-------- SOURCE RECORDS

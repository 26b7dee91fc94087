//! Thin seam over the `ip(8)` tool.
//!
//! Wiring and routing talk to the kernel through [`IpRunner`] so they can be
//! exercised without root by a recording fake.

use nix::sched::{setns, CloneFlags};
use std::fs::File;
use std::io;
use std::os::unix::io::AsRawFd;
use std::path::{Path, PathBuf};
use std::process::Command;
use thiserror::Error;
use tracing::debug;

#[derive(Debug, Error)]
pub enum IpError {
    #[error("network namespace {path} is unreachable: {reason}")]
    NamespaceUnreachable { path: PathBuf, reason: String },

    #[error("failed to execute ip {command}")]
    Spawn {
        command: String,
        #[source]
        source: io::Error,
    },

    #[error("ip {command} failed: {stderr}")]
    Failed { command: String, stderr: String },

    #[error("unexpected output from ip {command}: {reason}")]
    Output { command: String, reason: String },
}

impl IpError {
    /// The object being changed or removed does not exist.
    pub fn is_not_found(&self) -> bool {
        match self {
            IpError::Failed { stderr, .. } => {
                stderr.contains("Cannot find device")
                    || stderr.contains("No such file or directory")
                    || stderr.contains("No such process")
                    || stderr.contains("does not exist")
            }
            _ => false,
        }
    }
}

/// Runs `ip` subcommands on the host or inside a network namespace.
pub trait IpRunner {
    /// Run `ip <args>` and return its stdout. When `netns` is given the
    /// command runs inside that namespace.
    fn run(&self, netns: Option<&Path>, args: &[&str]) -> Result<String, IpError>;
}

impl<R: IpRunner + ?Sized> IpRunner for &R {
    fn run(&self, netns: Option<&Path>, args: &[&str]) -> Result<String, IpError> {
        (**self).run(netns, args)
    }
}

/// The real `ip` binary.
#[derive(Debug, Default, Clone, Copy)]
pub struct IpCommand;

impl IpRunner for IpCommand {
    fn run(&self, netns: Option<&Path>, args: &[&str]) -> Result<String, IpError> {
        match netns {
            Some(path) => in_netns(path, || exec(args)),
            None => exec(args),
        }
    }
}

fn exec(args: &[&str]) -> Result<String, IpError> {
    let command = args.join(" ");
    debug!("ip {}", command);

    let output = Command::new("ip")
        .args(args)
        .output()
        .map_err(|source| IpError::Spawn {
            command: command.clone(),
            source,
        })?;

    if !output.status.success() {
        return Err(IpError::Failed {
            command,
            stderr: String::from_utf8_lossy(&output.stderr).trim().to_string(),
        });
    }

    Ok(String::from_utf8_lossy(&output.stdout).into_owned())
}

/// Execute a function inside a network namespace, switching the calling
/// thread back to its original namespace afterwards.
pub fn in_netns<T, F>(netns_path: &Path, f: F) -> Result<T, IpError>
where
    F: FnOnce() -> Result<T, IpError>,
{
    let unreachable = |reason: String| IpError::NamespaceUnreachable {
        path: netns_path.to_path_buf(),
        reason,
    };

    let current = File::open("/proc/thread-self/ns/net")
        .map_err(|e| unreachable(format!("cannot open current namespace: {}", e)))?;
    let target = File::open(netns_path).map_err(|e| unreachable(e.to_string()))?;

    setns(target.as_raw_fd(), CloneFlags::CLONE_NEWNET)
        .map_err(|e| unreachable(format!("setns: {}", e)))?;

    let result = f();

    setns(current.as_raw_fd(), CloneFlags::CLONE_NEWNET)
        .map_err(|e| unreachable(format!("failed to restore original namespace: {}", e)))?;

    result
}

/// MAC address of `ifname`, read from `ip -j link show`.
pub fn link_mac<R: IpRunner>(ip: &R, netns: Option<&Path>, ifname: &str) -> Result<String, IpError> {
    let args = ["-j", "link", "show", "dev", ifname];
    let out = ip.run(netns, &args)?;
    let command = args.join(" ");

    let links: Vec<serde_json::Value> =
        serde_json::from_str(&out).map_err(|e| IpError::Output {
            command: command.clone(),
            reason: e.to_string(),
        })?;

    links
        .first()
        .and_then(|link| link.get("address"))
        .and_then(|addr| addr.as_str())
        .map(str::to_string)
        .ok_or(IpError::Output {
            command,
            reason: format!("no address reported for {}", ifname),
        })
}

/// Whether `ifname` is administratively and operationally up.
pub fn link_is_up<R: IpRunner>(ip: &R, netns: Option<&Path>, ifname: &str) -> Result<bool, IpError> {
    let out = ip.run(netns, &["-j", "link", "show", "dev", ifname])?;
    let links: Vec<serde_json::Value> =
        serde_json::from_str(&out).map_err(|e| IpError::Output {
            command: format!("-j link show dev {}", ifname),
            reason: e.to_string(),
        })?;

    Ok(links.first().map_or(false, |link| {
        let flags_up = link
            .get("flags")
            .and_then(|f| f.as_array())
            .map_or(false, |flags| flags.iter().any(|f| f == "UP"));
        let oper = link.get("operstate").and_then(|s| s.as_str());
        flags_up && oper != Some("DOWN")
    }))
}
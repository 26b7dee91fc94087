//! Source-based policy routing for pod addresses.
//!
//! Each ENI gets its own route table holding the ENI subnet and a default
//! route via the ENI gateway. A rule sends traffic sourced from a pod address
//! to the table of the ENI that owns it; without it replies would follow the
//! host default route out the primary interface and be dropped by the VPC
//! source/destination check. A second, higher priority rule keeps traffic
//! destined to a local pod in the main table.

use std::fmt;
use std::net::Ipv4Addr;
use thiserror::Error;
use tracing::{debug, info};

use crate::eni::Eni;
use crate::ip::{IpError, IpRunner};

/// Route table of the ENI with attachment index 0
pub const ENI_TABLE_BASE: u32 = 100;
/// Highest table id below the kernel reserved ones (default, main, local)
pub const MAX_TABLE_ID: u32 = 252;
/// Priority of the `to <pod> lookup main` rule
pub const TO_POD_RULE_PRIORITY: u32 = 512;
/// Priority of the `from <pod> lookup <eni table>` rule
pub const FROM_POD_RULE_PRIORITY: u32 = 1536;

#[derive(Debug, Error)]
pub enum RoutingError {
    #[error("attachment index {index} has no free route table id (ids stop at 252)")]
    RouteTableFull { index: u32 },

    #[error("failed to install route in table {table}")]
    RouteInstallFailed {
        table: RouteTable,
        #[source]
        source: IpError,
    },

    #[error("failed to install rule for {address}")]
    RuleInstallFailed {
        address: Ipv4Addr,
        #[source]
        source: IpError,
    },

    #[error("failed to remove rule for {address}")]
    RuleRemoveFailed {
        address: Ipv4Addr,
        #[source]
        source: IpError,
    },
}

/// Route table id dedicated to one ENI.
#[derive(Debug, Clone, Copy, PartialEq, Eq)]
pub struct RouteTable(u32);

impl RouteTable {
    pub fn for_attachment(index: u32) -> Result<Self, RoutingError> {
        index
            .checked_add(ENI_TABLE_BASE)
            .filter(|id| *id <= MAX_TABLE_ID)
            .map(RouteTable)
            .ok_or(RoutingError::RouteTableFull { index })
    }

    pub fn id(&self) -> u32 {
        self.0
    }
}

impl fmt::Display for RouteTable {
    fn fmt(&self, f: &mut fmt::Formatter<'_>) -> fmt::Result {
        write!(f, "{}", self.0)
    }
}

/// Installs and removes per-pod rules.
pub struct PolicyRouter<R> {
    ip: R,
}

impl<R: IpRunner> PolicyRouter<R> {
    pub fn new(ip: R) -> Self {
        Self { ip }
    }

    /// Make traffic from `address` leave through `eni`.
    pub fn install(&self, address: Ipv4Addr, eni: &Eni) -> Result<RouteTable, RoutingError> {
        let table = RouteTable::for_attachment(eni.attachment_index())?;
        let table_id = table.to_string();
        let dev = eni.interface_name();
        let subnet = eni.subnet().to_string();
        let gateway = eni.gateway().to_string();

        let route = |source| RoutingError::RouteInstallFailed { table, source };
        self.ip
            .run(
                None,
                &["route", "replace", &subnet, "dev", dev, "scope", "link", "table", &table_id],
            )
            .map_err(route)?;
        self.ip
            .run(
                None,
                &["route", "replace", "default", "via", &gateway, "dev", dev, "table", &table_id],
            )
            .map_err(route)?;

        // `ip rule add` happily duplicates rules, so clear any leftover first.
        let to_pod = Rule::to_pod(address);
        let from_pod = Rule::from_pod(address, table);
        for rule in [&to_pod, &from_pod] {
            self.delete_rule(rule)
                .map_err(|source| RoutingError::RuleInstallFailed { address, source })?;
            self.ip
                .run(None, &rule.args("add"))
                .map_err(|source| RoutingError::RuleInstallFailed { address, source })?;
        }

        info!(%address, eni = dev, table = table.id(), "policy routing installed");
        Ok(table)
    }

    /// Remove the rules for `address`. Rules that are already gone are fine.
    pub fn remove(&self, address: Ipv4Addr, table: RouteTable) -> Result<(), RoutingError> {
        for rule in [Rule::from_pod(address, table), Rule::to_pod(address)] {
            self.delete_rule(&rule)
                .map_err(|source| RoutingError::RuleRemoveFailed { address, source })?;
        }
        debug!(%address, table = table.id(), "policy routing removed");
        Ok(())
    }

    /// Whether the source rule for `address` is present.
    pub fn is_installed(&self, address: Ipv4Addr, table: RouteTable) -> Result<bool, IpError> {
        let from = format!("{}/32", address);
        let out = self.ip.run(None, &["rule", "show", "from", &from])?;
        let lookup = format!("lookup {}", table);
        Ok(out.lines().any(|line| line.contains(&lookup)))
    }

    fn delete_rule(&self, rule: &Rule) -> Result<(), IpError> {
        match self.ip.run(None, &rule.args("del")) {
            Ok(_) => Ok(()),
            Err(e) if e.is_not_found() => Ok(()),
            Err(e) => Err(e),
        }
    }
}

/// One exact-match policy rule.
struct Rule {
    selector: &'static str,
    prefix: String,
    table: String,
    priority: String,
}

impl Rule {
    fn from_pod(address: Ipv4Addr, table: RouteTable) -> Self {
        Self {
            selector: "from",
            prefix: format!("{}/32", address),
            table: table.to_string(),
            priority: FROM_POD_RULE_PRIORITY.to_string(),
        }
    }

    fn to_pod(address: Ipv4Addr) -> Self {
        Self {
            selector: "to",
            prefix: format!("{}/32", address),
            table: "main".to_string(),
            priority: TO_POD_RULE_PRIORITY.to_string(),
        }
    }

    fn args<'a>(&'a self, verb: &'a str) -> Vec<&'a str> {
        vec![
            "rule",
            verb,
            self.selector,
            &self.prefix,
            "table",
            &self.table,
            "priority",
            &self.priority,
        ]
    }
}

#[cfg(test)]
mod tests {
    use super::*;
    use crate::eni::{EniEntry, EniPool};
    use crate::ip::fake::FakeIp;

    fn eni(index: u32) -> Eni {
        let pool = EniPool::from_entries(vec![EniEntry {
            eni_id: "eni-2".to_string(),
            interface_name: "eth2".to_string(),
            attachment_index: index,
            mac_address: None,
            subnet: Some("10.0.2.0/24".parse().unwrap()),
            gateway: None,
            interface_ip: None,
            ips: vec!["10.0.2.9".parse().unwrap()],
        }])
        .unwrap();
        pool.enis()[0].clone()
    }

    #[test]
    fn table_ids_are_bounded() {
        assert_eq!(RouteTable::for_attachment(0).unwrap().id(), 100);
        assert_eq!(RouteTable::for_attachment(152).unwrap().id(), 252);
        assert!(matches!(
            RouteTable::for_attachment(153),
            Err(RoutingError::RouteTableFull { index: 153 })
        ));
        assert!(RouteTable::for_attachment(u32::MAX).is_err());
    }

    #[test]
    fn install_sets_table_and_rules() {
        let ip = FakeIp::new();
        let table = PolicyRouter::new(&ip)
            .install("10.0.2.9".parse().unwrap(), &eni(2))
            .unwrap();

        assert_eq!(table.id(), 102);
        assert_eq!(
            ip.commands(),
            vec![
                "route replace 10.0.2.0/24 dev eth2 scope link table 102",
                "route replace default via 10.0.2.1 dev eth2 table 102",
                "rule del to 10.0.2.9/32 table main priority 512",
                "rule add to 10.0.2.9/32 table main priority 512",
                "rule del from 10.0.2.9/32 table 102 priority 1536",
                "rule add from 10.0.2.9/32 table 102 priority 1536",
            ]
        );
    }

    #[test]
    fn install_reports_rule_failures() {
        let ip = FakeIp::new();
        ip.fail(
            "rule add from 10.0.2.9/32 table 102 priority 1536",
            "RTNETLINK answers: Operation not permitted",
        );
        let err = PolicyRouter::new(&ip)
            .install("10.0.2.9".parse().unwrap(), &eni(2))
            .unwrap_err();
        assert!(matches!(err, RoutingError::RuleInstallFailed { .. }));

        // Each cause shows up once in the rendered chain.
        let rendered = format!("{:#}", anyhow::Error::new(err));
        assert_eq!(rendered.matches("Operation not permitted").count(), 1);
        assert!(rendered.starts_with("failed to install rule for 10.0.2.9: ip rule add"));
    }

    #[test]
    fn remove_is_exact_and_tolerates_missing_rules() {
        let ip = FakeIp::new();
        ip.fail(
            "rule del from 10.0.2.9/32 table 102 priority 1536",
            "RTNETLINK answers: No such file or directory",
        );

        let table = RouteTable::for_attachment(2).unwrap();
        PolicyRouter::new(&ip)
            .remove("10.0.2.9".parse().unwrap(), table)
            .unwrap();
        assert_eq!(
            ip.commands(),
            vec![
                "rule del from 10.0.2.9/32 table 102 priority 1536",
                "rule del to 10.0.2.9/32 table main priority 512",
            ]
        );
    }

    #[test]
    fn detects_installed_rule() {
        let ip = FakeIp::new();
        ip.respond(
            "rule show from 10.0.2.9/32",
            "1536:\tfrom 10.0.2.9 lookup 102\n",
        );
        let router = PolicyRouter::new(&ip);
        let table = RouteTable::for_attachment(2).unwrap();
        assert!(router.is_installed("10.0.2.9".parse().unwrap(), table).unwrap());
        assert!(!router
            .is_installed("10.0.2.9".parse().unwrap(), RouteTable::for_attachment(3).unwrap())
            .unwrap());
    }
}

----------------

PROMPT → Print only what lies in the material above starting at the line with "assert_eq!(RouteTable::for_attachment(152).unwrap().id(), 252);" and ending at the line with "let table = PolicyRouter::new(&ip)", every line exactly as given.

TASK RESULT →
        assert_eq!(RouteTable::for_attachment(152).unwrap().id(), 252);
        assert!(matches!(
            RouteTable::for_attachment(153),
            Err(RoutingError::RouteTableFull { index: 153 })
        ));
        assert!(RouteTable::for_attachment(u32::MAX).is_err());
    }

    #[test]
    fn install_sets_table_and_rules() {
        let ip = FakeIp::new();
        let table = PolicyRouter::new(&ip)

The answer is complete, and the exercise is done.